### THE PROBLEM
Scan the data. Collect each line that contains the word "DomainError".

### Collected data
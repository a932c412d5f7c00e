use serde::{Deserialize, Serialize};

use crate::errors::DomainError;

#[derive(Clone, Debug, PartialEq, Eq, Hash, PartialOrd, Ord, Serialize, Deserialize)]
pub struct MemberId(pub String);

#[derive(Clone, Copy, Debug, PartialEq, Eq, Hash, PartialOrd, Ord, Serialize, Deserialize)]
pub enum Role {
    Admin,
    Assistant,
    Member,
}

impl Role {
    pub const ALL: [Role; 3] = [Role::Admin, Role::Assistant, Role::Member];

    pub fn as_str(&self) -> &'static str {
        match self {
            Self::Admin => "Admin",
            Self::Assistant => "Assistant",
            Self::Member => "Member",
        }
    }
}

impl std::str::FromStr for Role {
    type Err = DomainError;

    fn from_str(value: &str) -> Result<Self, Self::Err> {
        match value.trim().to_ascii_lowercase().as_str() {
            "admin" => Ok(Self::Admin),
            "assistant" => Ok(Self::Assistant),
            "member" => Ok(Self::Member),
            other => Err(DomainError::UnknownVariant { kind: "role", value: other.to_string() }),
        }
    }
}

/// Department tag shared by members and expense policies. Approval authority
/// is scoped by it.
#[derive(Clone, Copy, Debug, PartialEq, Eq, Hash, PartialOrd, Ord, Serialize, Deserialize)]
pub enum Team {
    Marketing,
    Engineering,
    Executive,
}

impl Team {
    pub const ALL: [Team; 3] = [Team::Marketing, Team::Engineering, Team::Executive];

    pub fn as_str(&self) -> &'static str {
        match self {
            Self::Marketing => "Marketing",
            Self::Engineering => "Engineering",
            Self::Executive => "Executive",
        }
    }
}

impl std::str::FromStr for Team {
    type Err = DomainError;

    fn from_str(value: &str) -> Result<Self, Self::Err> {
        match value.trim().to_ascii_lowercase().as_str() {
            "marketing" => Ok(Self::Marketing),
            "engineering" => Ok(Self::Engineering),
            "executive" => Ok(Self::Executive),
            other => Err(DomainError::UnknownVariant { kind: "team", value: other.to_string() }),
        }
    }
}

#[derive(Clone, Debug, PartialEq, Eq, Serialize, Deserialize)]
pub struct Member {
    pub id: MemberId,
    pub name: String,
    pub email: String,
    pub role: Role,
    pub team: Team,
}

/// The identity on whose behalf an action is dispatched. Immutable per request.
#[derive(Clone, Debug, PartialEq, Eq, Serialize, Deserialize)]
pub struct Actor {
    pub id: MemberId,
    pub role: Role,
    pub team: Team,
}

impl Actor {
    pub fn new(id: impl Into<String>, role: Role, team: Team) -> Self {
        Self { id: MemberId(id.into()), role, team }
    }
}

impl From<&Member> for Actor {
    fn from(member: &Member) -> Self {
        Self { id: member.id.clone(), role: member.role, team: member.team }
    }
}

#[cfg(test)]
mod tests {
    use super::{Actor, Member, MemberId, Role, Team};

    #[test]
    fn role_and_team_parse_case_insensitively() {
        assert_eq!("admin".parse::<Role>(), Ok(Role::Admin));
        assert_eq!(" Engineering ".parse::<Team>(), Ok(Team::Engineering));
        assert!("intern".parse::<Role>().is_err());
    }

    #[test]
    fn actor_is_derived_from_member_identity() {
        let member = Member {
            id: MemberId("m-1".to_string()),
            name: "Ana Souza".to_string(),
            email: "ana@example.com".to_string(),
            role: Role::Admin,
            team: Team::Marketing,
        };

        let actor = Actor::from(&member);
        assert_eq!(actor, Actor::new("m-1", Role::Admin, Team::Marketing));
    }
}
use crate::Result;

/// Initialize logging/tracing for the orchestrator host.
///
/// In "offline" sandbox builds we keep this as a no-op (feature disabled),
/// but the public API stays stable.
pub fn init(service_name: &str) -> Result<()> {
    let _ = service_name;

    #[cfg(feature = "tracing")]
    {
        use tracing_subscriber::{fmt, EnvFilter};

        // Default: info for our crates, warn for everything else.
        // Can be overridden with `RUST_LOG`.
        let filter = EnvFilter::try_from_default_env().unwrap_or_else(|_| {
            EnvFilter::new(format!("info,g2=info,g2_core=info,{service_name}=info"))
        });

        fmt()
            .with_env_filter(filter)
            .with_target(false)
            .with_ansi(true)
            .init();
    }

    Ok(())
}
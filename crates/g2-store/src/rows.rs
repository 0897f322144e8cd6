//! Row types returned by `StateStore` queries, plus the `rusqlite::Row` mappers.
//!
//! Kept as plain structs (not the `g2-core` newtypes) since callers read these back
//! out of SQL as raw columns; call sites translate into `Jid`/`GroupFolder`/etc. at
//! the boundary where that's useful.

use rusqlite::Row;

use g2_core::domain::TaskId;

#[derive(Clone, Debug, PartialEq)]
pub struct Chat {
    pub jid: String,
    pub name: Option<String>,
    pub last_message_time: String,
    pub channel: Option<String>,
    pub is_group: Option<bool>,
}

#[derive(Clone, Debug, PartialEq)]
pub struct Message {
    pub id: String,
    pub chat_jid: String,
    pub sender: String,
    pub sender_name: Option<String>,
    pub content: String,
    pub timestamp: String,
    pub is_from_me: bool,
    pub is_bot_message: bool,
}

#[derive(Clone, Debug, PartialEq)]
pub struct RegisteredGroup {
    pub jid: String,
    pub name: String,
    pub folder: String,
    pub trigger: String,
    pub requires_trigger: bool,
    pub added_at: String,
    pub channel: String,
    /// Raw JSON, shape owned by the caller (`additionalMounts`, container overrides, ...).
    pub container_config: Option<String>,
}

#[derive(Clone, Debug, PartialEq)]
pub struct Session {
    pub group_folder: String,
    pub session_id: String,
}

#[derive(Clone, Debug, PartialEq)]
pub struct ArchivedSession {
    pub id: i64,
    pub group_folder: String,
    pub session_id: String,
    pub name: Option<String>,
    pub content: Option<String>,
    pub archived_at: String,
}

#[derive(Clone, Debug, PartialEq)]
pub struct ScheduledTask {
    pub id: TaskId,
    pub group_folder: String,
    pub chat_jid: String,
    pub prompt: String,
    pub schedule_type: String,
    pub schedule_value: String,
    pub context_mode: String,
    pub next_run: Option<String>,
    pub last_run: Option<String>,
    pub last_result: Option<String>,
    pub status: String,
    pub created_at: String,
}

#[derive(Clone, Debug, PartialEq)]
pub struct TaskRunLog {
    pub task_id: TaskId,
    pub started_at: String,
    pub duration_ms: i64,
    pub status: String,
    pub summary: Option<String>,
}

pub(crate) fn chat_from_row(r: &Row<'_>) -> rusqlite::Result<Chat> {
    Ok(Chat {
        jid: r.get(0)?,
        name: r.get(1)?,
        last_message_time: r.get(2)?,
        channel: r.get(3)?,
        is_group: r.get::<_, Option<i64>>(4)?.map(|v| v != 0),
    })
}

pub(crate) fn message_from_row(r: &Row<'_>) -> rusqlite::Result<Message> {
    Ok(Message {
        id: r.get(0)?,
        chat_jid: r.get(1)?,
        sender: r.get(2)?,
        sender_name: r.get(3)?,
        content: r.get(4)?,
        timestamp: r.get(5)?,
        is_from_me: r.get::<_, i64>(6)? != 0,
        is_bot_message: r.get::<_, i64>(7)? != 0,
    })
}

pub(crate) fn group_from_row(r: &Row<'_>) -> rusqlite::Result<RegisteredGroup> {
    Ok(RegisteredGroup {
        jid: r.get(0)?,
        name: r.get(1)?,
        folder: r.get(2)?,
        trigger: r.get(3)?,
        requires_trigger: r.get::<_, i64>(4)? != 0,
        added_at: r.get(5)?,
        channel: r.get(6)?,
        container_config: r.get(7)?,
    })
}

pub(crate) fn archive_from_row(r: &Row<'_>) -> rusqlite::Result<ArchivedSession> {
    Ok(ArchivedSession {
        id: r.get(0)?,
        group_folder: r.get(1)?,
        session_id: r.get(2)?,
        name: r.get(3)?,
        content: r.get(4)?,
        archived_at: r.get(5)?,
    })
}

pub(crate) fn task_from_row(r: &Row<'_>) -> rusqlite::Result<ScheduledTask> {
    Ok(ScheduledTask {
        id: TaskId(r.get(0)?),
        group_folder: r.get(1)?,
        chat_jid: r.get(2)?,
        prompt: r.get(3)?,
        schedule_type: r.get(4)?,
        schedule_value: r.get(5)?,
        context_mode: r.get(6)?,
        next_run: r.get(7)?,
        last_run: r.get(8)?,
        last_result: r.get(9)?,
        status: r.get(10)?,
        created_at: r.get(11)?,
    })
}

### TASK SOLUTION
use crate::errors::DomainError;
    type Err = DomainError;
            other => Err(DomainError::UnknownVariant { kind: "role", value: other.to_string() }),
    type Err = DomainError;
            other => Err(DomainError::UnknownVariant { kind: "team", value: other.to_string() }),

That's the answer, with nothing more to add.